▶ **Material to process**:
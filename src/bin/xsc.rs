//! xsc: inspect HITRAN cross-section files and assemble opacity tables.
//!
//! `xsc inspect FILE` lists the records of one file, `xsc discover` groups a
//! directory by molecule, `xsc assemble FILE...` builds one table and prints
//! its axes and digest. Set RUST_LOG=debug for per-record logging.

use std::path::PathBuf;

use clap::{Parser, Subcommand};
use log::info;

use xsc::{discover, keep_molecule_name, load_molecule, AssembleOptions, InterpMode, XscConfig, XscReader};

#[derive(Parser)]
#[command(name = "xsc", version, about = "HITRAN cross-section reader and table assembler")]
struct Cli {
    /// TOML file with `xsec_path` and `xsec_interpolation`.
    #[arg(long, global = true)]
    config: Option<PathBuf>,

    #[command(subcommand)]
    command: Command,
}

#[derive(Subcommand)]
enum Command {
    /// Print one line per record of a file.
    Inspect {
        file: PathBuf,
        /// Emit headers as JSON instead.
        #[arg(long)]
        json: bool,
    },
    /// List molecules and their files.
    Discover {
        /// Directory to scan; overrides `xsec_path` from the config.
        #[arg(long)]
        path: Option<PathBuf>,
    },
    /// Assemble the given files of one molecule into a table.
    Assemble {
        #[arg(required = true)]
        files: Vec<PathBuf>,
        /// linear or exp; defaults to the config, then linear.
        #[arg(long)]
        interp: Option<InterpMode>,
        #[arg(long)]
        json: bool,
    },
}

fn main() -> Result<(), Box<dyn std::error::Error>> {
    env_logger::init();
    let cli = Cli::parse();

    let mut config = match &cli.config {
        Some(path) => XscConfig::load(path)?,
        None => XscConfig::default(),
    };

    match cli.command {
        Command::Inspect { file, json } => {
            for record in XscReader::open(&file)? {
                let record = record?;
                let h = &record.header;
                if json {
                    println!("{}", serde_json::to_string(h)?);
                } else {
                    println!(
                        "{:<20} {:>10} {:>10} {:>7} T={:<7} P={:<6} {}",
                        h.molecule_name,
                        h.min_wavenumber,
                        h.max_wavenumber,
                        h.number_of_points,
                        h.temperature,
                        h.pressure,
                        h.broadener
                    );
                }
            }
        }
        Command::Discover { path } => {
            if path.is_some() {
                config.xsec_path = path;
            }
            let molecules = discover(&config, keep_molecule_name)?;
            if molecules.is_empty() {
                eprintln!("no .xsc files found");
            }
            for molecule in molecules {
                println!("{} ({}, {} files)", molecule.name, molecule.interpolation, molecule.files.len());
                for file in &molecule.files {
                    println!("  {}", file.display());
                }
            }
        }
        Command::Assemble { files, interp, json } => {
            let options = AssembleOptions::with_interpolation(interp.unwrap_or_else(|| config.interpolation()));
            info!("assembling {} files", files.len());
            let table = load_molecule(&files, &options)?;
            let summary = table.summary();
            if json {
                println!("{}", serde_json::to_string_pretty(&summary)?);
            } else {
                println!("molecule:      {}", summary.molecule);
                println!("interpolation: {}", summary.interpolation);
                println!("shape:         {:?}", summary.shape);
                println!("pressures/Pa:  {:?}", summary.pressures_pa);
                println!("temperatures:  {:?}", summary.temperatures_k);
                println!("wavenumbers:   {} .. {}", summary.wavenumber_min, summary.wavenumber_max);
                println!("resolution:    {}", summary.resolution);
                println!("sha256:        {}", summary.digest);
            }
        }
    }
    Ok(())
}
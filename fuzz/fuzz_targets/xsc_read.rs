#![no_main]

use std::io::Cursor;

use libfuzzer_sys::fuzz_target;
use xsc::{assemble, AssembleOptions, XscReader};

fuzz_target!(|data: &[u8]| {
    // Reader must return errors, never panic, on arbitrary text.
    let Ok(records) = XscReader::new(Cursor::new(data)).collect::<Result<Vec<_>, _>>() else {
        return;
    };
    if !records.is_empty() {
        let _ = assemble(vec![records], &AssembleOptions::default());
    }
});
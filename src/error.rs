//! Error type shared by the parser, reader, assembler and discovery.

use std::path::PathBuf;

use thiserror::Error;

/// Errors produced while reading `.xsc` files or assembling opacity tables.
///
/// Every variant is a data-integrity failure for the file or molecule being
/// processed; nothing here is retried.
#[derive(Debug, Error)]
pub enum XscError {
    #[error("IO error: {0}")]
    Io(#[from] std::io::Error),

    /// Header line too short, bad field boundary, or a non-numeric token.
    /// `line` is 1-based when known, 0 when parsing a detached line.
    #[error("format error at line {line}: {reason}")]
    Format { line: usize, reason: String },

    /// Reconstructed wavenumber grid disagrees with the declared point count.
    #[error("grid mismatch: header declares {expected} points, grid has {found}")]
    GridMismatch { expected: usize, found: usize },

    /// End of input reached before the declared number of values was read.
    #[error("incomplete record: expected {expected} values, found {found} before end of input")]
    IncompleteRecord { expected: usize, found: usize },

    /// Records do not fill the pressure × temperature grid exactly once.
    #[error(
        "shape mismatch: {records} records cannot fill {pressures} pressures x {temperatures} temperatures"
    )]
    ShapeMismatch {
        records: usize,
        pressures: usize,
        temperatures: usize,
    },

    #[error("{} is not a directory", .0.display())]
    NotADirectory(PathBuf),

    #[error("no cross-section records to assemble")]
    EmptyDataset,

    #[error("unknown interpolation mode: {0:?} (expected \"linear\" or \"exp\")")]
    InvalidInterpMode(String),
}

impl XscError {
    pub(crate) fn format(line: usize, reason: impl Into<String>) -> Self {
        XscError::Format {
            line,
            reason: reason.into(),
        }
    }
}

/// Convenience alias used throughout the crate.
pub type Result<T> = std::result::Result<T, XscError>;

▶ **What is required**:
What you output must match the lines from the beginning of the material through the line with "env_logger::init();" exactly, both ends included.

▶ **Exercise answer**:
filename src/bin/xsc.rs
//! xsc: inspect HITRAN cross-section files and assemble opacity tables.
//!
//! `xsc inspect FILE` lists the records of one file, `xsc discover` groups a
//! directory by molecule, `xsc assemble FILE...` builds one table and prints
//! its axes and digest. Set RUST_LOG=debug for per-record logging.

use std::path::PathBuf;

use clap::{Parser, Subcommand};
use log::info;

use xsc::{discover, keep_molecule_name, load_molecule, AssembleOptions, InterpMode, XscConfig, XscReader};

#[derive(Parser)]
#[command(name = "xsc", version, about = "HITRAN cross-section reader and table assembler")]
struct Cli {
    /// TOML file with `xsec_path` and `xsec_interpolation`.
    #[arg(long, global = true)]
    config: Option<PathBuf>,

    #[command(subcommand)]
    command: Command,
}

#[derive(Subcommand)]
enum Command {
    /// Print one line per record of a file.
    Inspect {
        file: PathBuf,
        /// Emit headers as JSON instead.
        #[arg(long)]
        json: bool,
    },
    /// List molecules and their files.
    Discover {
        /// Directory to scan; overrides `xsec_path` from the config.
        #[arg(long)]
        path: Option<PathBuf>,
    },
    /// Assemble the given files of one molecule into a table.
    Assemble {
        #[arg(required = true)]
        files: Vec<PathBuf>,
        /// linear or exp; defaults to the config, then linear.
        #[arg(long)]
        interp: Option<InterpMode>,
        #[arg(long)]
        json: bool,
    },
}

fn main() -> Result<(), Box<dyn std::error::Error>> {
    env_logger::init();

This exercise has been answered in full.